The worldwide war on drugs has been a “remarkable failure,” only serving to drive the spread of HIV among drug users and their sexual partners, suggests a new report.
The Global Commission on Drug Policy, a Brazil-based group that includes six former world leaders, former Supreme Court of Canada Justice Louise Arbour and British business magnate Richard Branson, released its report Tuesday.
The paper says that focusing the drug war on criminalization and punishment is neither slowing the drug trade, nor protecting people's health.
Instead, it’s helping to fuel the supply of some of the most dangerous drugs, forcing drug use into dangerous pockets underground, and taking away precious funding that could be better spent on addiction prevention and treatment.
According to the report, injection drug use now accounts for about one-third of new HIV infections outside sub-Saharan Africa. Tough drug law enforcement policies around the world are driving that spread in a number of ways, including:
Forcing drug users underground to avoid arrest, away from HIV testing and HIV prevention services
Spreading the HIV pandemic in prisons, where drug use in often rampant,by needlessly incarcerating non-violent drug offenders
Encouraging syringe sharing by restricting groups from offering sterile syringes to drug users
Wasting funding on ineffective drug law enforcement efforts instead of investing it in proven HIV prevention strategies.

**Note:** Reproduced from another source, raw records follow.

//! Combat commands: spar, duel, the impart
//! percentage-boost PvP mode, and world boss challenges.

use rand::Rng;

use crate::combat::{resolve_battle, BattleOutcome, CombatStats};
use crate::error::DispatchError;
use crate::player::{Player, PermanentPillGains};
use crate::stats_pipeline::compose_stats;
use crate::types::BattleKind;
use crate::world::{BossChallengeOutcome, WorldBoss};

use super::Dispatcher;

/// The percentage-boost granted to the winner of an impart challenge
///): resolved by placing it in the general
/// attack-percent accumulator, i.e. `permanent_pill_gains.atk_percent`,
/// the same channel permanent pills use, rather than a dedicated field.
const IMPART_WIN_ATK_PERCENT: f64 = 0.05;

fn persist_summary(player: &mut Player, kind: BattleKind, own_final: &CombatStats) {
    if kind.persists_hp() {
        player.hp = own_final.hp;
    } else {
        player.mp = own_final.mp;
    }
}

fn format_outcome(self_id: &str, outcome: &BattleOutcome) -> String {
    let verdict = match (&outcome.winner, &outcome.loser) {
        (Some(winner), _) if winner == self_id => "you win".to_string(),
        (Some(_), Some(loser)) if loser == self_id => "you lose".to_string(),
        (Some(winner), _) => format!("{winner} wins"),
        (None, None) => "draw".to_string(),
        _ => "inconclusive".to_string(),
    };
    format!("{verdict} after {} rounds\n{}", outcome.rounds, outcome.log.join("\n"))
}

fn compose_snapshot(dispatcher: &Dispatcher, user_id: &str, now: i64) -> Result<CombatStats, DispatchError> {
    let player = dispatcher.player(user_id)?;
    Ok(compose_stats(player, &dispatcher.catalogs, now).stats)
}

pub fn duel(dispatcher: &mut Dispatcher, user_id: &str, args: &[&str], now: i64, rng: &mut impl Rng) -> Result<String, DispatchError> {
    run_pvp(dispatcher, user_id, args, BattleKind::Duel, now, rng)
}

pub fn spar(dispatcher: &mut Dispatcher, user_id: &str, args: &[&str], now: i64, rng: &mut impl Rng) -> Result<String, DispatchError> {
    run_pvp(dispatcher, user_id, args, BattleKind::Spar, now, rng)
}

fn run_pvp(dispatcher: &mut Dispatcher, user_id: &str, args: &[&str], kind: BattleKind, now: i64, rng: &mut impl Rng) -> Result<String, DispatchError> {
    let target_id = args.first().ok_or_else(|| DispatchError::PreconditionNotMet {
        reason: format!("{kind:?} requires a target user id"),
    })?;
    if *target_id == user_id {
        return Err(DispatchError::Conflict {
            reason: "cannot fight yourself".to_string(),
        });
    }

    dispatcher.world.combat_cooldowns.use_if_ready(user_id, kind, now)?;

    let attacker_stats = compose_snapshot(dispatcher, user_id, now)?;
    let defender_stats = compose_snapshot(dispatcher, target_id, now)?;

    let outcome = resolve_battle(attacker_stats, defender_stats, kind, rng);

    let (mut attacker, mut defender) = dispatcher.take_pair(user_id, target_id)?;
    persist_summary(&mut attacker, kind, &outcome.attacker_final);
    persist_summary(&mut defender, kind, &outcome.defender_final);
    let response = format_outcome(user_id, &outcome);
    dispatcher.return_pair(attacker, defender);
    Ok(response)
}

/// Preview a battle without mutating any state or consuming a cooldown
///.
pub fn battle_log(dispatcher: &mut Dispatcher, user_id: &str, args: &[&str], now: i64, rng: &mut impl Rng) -> Result<String, DispatchError> {
    let target_id = args.first().ok_or_else(|| DispatchError::PreconditionNotMet {
        reason: "battle_log requires a target user id".to_string(),
    })?;
    let attacker_stats = compose_snapshot(dispatcher, user_id, now)?;
    let defender_stats = compose_snapshot(dispatcher, target_id, now)?;
    let outcome = resolve_battle(attacker_stats, defender_stats, BattleKind::Spar, rng);
    Ok(format_outcome(user_id, &outcome))
}

pub fn combat_stats(dispatcher: &mut Dispatcher, user_id: &str, now: i64) -> Result<String, DispatchError> {
    let composed = {
        let player = dispatcher.player(user_id)?;
        compose_stats(player, &dispatcher.catalogs, now)
    };
    let player = dispatcher.player_mut(user_id)?;
    player.active_temporary_effects = composed.remaining_temporary_effects;
    let s = &composed.stats;
    Ok(format!(
        "hp {}/{} mp {}/{} patk {} matk {} pdef {} mdef {} spd {} crit {:.0}% critdmg {:.2}x hit {:.0}% dodge {:.0}%",
        s.hp,
        s.max_hp,
        s.mp,
        s.max_mp,
        s.physical_attack,
        s.magic_attack,
        s.physical_defense,
        s.magic_defense,
        s.speed,
        s.critical_rate * 100.0,
        s.critical_damage,
        s.hit_rate * 100.0,
        s.dodge_rate * 100.0,
    ))
}

fn defense_from_percent(armour_constant: f64, percent: u8) -> i64 {
    let ratio = (percent as f64 / 100.0).min(0.74);
    ((armour_constant * ratio) / (1.0 - ratio)).round() as i64
}

fn boss_combat_stats(boss: &WorldBoss, armour_constant: f64) -> CombatStats {
    let defense = defense_from_percent(armour_constant, boss.defense_percent);
    CombatStats {
        id: boss.id.clone(),
        name: boss.name.clone(),
        hp: boss.hp,
        max_hp: boss.max_hp,
        mp: 0,
        max_mp: 0,
        physical_attack: boss.atk,
        magic_attack: boss.atk,
        physical_defense: defense,
        magic_defense: defense,
        speed: 15,
        critical_rate: 0.05,
        critical_damage: 1.5,
        hit_rate: 0.9,
        dodge_rate: 0.05,
        skills: Vec::new(),
        skill_cooldowns: std::collections::HashMap::new(),
        shield: 0,
        buffs: Vec::new(),
        debuffs: Vec::new(),
    }
}

/// Spawn a new boss sized off the average realm index of every registered
/// player, when none is currently alive. The source's sweep is an external
/// housekeeping job; triggering it lazily on
/// first access avoids introducing a background scheduler this crate
/// otherwise has no use for.
fn ensure_boss_spawned(dispatcher: &mut Dispatcher, now: i64) {
    if dispatcher.world.boss_arena.snapshot().is_some() {
        return;
    }
    let players = &dispatcher.world.players;
    let avg_realm = if players.is_empty() {
        0.0
    } else {
        players.values().map(|p| p.realm_index as f64).sum::<f64>() / players.len() as f64
    };
    let scale = 1.0 + avg_realm;
    let boss = WorldBoss::new(
        "world_boss",
        "Ashen Tyrant",
        "contested",
        (500.0 * scale) as i64,
        (20.0 * scale) as i64,
        20,
        (1000.0 * scale) as u64,
        now,
    );
    dispatcher.world.boss_arena.spawn(boss);
}

pub fn boss_info(dispatcher: &mut Dispatcher, now: i64) -> Result<String, DispatchError> {
    ensure_boss_spawned(dispatcher, now);
    let boss = dispatcher.world.boss_arena.snapshot().expect("just spawned");
    Ok(format!(
        "{} ({:?}) hp {}/{} atk {} reward {}",
        boss.name, boss.status, boss.hp, boss.max_hp, boss.atk, boss.stone_reward
    ))
}

pub fn challenge_boss(dispatcher: &mut Dispatcher, user_id: &str, now: i64, rng: &mut impl Rng) -> Result<String, DispatchError> {
    ensure_boss_spawned(dispatcher, now);
    let boss = dispatcher.world.boss_arena.snapshot().expect("just spawned");
    let armour_constant = dispatcher.constants.combat.armour_constant;

    let player_stats = compose_snapshot(dispatcher, user_id, now)?;
    let boss_stats = boss_combat_stats(&boss, armour_constant);
    let pre_hp = boss_stats.hp;

    let outcome = resolve_battle(player_stats, boss_stats, BattleKind::Boss, rng);
    let damage_dealt = (pre_hp - outcome.defender_final.hp).max(0);
    let challenge = dispatcher.world.boss_arena.resolve_challenge(user_id, damage_dealt);

    let player = dispatcher.player_mut(user_id)?;
    persist_summary(player, BattleKind::Boss, &outcome.attacker_final);

    let reward_line = match challenge {
        BossChallengeOutcome::KillingBlow { stone_reward } => {
            player.gold += stone_reward;
            format!("killing blow! +{stone_reward} spirit stones")
        }
        BossChallengeOutcome::DamageDealt { remaining_hp } => {
            format!("dealt {damage_dealt} damage, boss at {remaining_hp} hp")
        }
        BossChallengeOutcome::Consolation { stone_reward } => {
            player.gold += stone_reward;
            format!("the boss had already fallen; consolation +{stone_reward} spirit stones")
        }
        BossChallengeOutcome::NoBossActive => "no boss is active".to_string(),
    };

    Ok(format!("{}\n{reward_line}", format_outcome(user_id, &outcome)))
}

/// Impart (传承) challenge: a spar-shaped PvP bout where the winner's
/// attack-percent accumulator receives a permanent boost; see DESIGN.md).
pub fn impart_challenge(dispatcher: &mut Dispatcher, user_id: &str, args: &[&str], now: i64, rng: &mut impl Rng) -> Result<String, DispatchError> {
    let target_id = args.first().ok_or_else(|| DispatchError::PreconditionNotMet {
        reason: "impart_challenge requires a target user id".to_string(),
    })?;
    if *target_id == user_id {
        return Err(DispatchError::Conflict {
            reason: "cannot fight yourself".to_string(),
        });
    }

    let attacker_stats = compose_snapshot(dispatcher, user_id, now)?;
    let defender_stats = compose_snapshot(dispatcher, target_id, now)?;
    let outcome = resolve_battle(attacker_stats, defender_stats, BattleKind::ImpartPk, rng);

    let (mut attacker, mut defender) = dispatcher.take_pair(user_id, target_id)?;
    persist_summary(&mut attacker, BattleKind::ImpartPk, &outcome.attacker_final);
    persist_summary(&mut defender, BattleKind::ImpartPk, &outcome.defender_final);

    let mut boost_line = String::new();
    if let Some(winner) = &outcome.winner {
        let winner_player = if winner == &attacker.user_id { &mut attacker } else { &mut defender };
        winner_player.permanent_pill_gains.atk_percent =
            PermanentPillGains::add_percent(winner_player.permanent_pill_gains.atk_percent, IMPART_WIN_ATK_PERCENT);
        boost_line = format!("\n{winner} gains a permanent {:.0}% attack boost from the exchange", IMPART_WIN_ATK_PERCENT * 100.0);
    }

    let response = format!("{}{boost_line}", format_outcome(user_id, &outcome));
    dispatcher.return_pair(attacker, defender);
    Ok(response)
}

#[cfg(test)]
mod tests {
    use super::*;
    use rand::SeedableRng;
    use rand_chacha::ChaCha8Rng;

    fn dispatcher_with_two() -> Dispatcher {
        let mut d = Dispatcher::with_defaults();
        let mut rng = ChaCha8Rng::seed_from_u64(1);
        super::super::identity::enter_cultivation(&mut d, "alice", "Alice", &[], 0, &mut rng).unwrap();
        super::super::identity::enter_cultivation(&mut d, "bob", "Bob", &[], 0, &mut rng).unwrap();
        d
    }

    #[test]
    fn duel_cannot_target_self() {
        let mut d = dispatcher_with_two();
        let mut rng = ChaCha8Rng::seed_from_u64(2);
        assert!(matches!(duel(&mut d, "alice", &["alice"], 0, &mut rng), Err(DispatchError::Conflict { .. })));
    }

    #[test]
    fn duel_enforces_cooldown() {
        let mut d = dispatcher_with_two();
        let mut rng = ChaCha8Rng::seed_from_u64(2);
        duel(&mut d, "alice", &["bob"], 0, &mut rng).unwrap();
        assert!(matches!(duel(&mut d, "alice", &["bob"], 1, &mut rng), Err(DispatchError::Cooldown { .. })));
    }

    #[test]
    fn battle_log_does_not_consume_cooldown_or_mutate_hp() {
        let mut d = dispatcher_with_two();
        let mut rng = ChaCha8Rng::seed_from_u64(2);
        let before = d.player("alice").unwrap().hp;
        battle_log(&mut d, "alice", &["bob"], 0, &mut rng).unwrap();
        assert_eq!(d.player("alice").unwrap().hp, before);
        duel(&mut d, "alice", &["bob"], 0, &mut rng).unwrap();
    }

    #[test]
    fn challenge_boss_spawns_one_automatically() {
        let mut d = dispatcher_with_two();
        let mut rng = ChaCha8Rng::seed_from_u64(3);
        let info = boss_info(&mut d, 0).unwrap();
        assert!(info.contains("hp"));
        challenge_boss(&mut d, "alice", 0, &mut rng).unwrap();
    }

    #[test]
    fn impart_winner_gains_attack_percent() {
        let mut d = dispatcher_with_two();
        d.player_mut("alice").unwrap().physical_attack = 10_000;
        d.player_mut("alice").unwrap().speed = 10_000;
        let mut rng = ChaCha8Rng::seed_from_u64(4);
        impart_challenge(&mut d, "alice", &["bob"], 0, &mut rng).unwrap();
        assert!(d.player("alice").unwrap().permanent_pill_gains.atk_percent > 0.0);
    }
}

Not only is the war on drugs not helping addicts, it’s not reducing the drug supply. The Commission’s report notes that the worldwide supply of illicit opiates, such as heroin, has increased by more than 380 per cent since 1980.
At the same time, there’s been a 79 per cent decrease in the price of heroin in Europe between 1990 and 2009, along with a steady increase in the purity of the drug.
The reoprt says that he global prohibition of drugs fuels drug violence around the world.
“For instance, it is estimated that more than 50,000 individuals have been killed since a 2006 military escalation against drug cartels by Mexican government forces,” the report says.
Those deaths have not disrupted the Mexican drug market’s ability to produce and distribute illegal drugs, the report suggests; instead, Mexican heroin production has increased by more than 340 per cent since 2004.
In order to stop the cycle, the report calls on the United Nations Secretary General, UNAIDS, as and the United Nations Office on Drugs and Crime to acknowledge that the war on drugs is helping spread of HIV and hepatitis, encouraging drug gang violence and leading to other social harms.
It also wants the United Nations groups to push national governments to stop arresting and imprisoning people who use drugs but do no harm to others. Instead, government should focus on evidence-based drug-reduction interventions, such as safe injection sites and prescription heroin programs.
The report, released in advance of next month's international AIDS conference in Washington, D.C., comes as Canada's Conservative government comes under fire for passing tough-on-drugs legislation.
While Canada does have a supervised injection site for chronic drug users – the Insite centre in Vancouver’s Downtown Eastside -- the Conservatives have said they are philosophically opposed to site and have tried repeatedly to have it shut down.
Last year, the Supreme Court of Canada ruled that the exemption the site needed to operate could not be denied if there was a demonstrated need for the facility.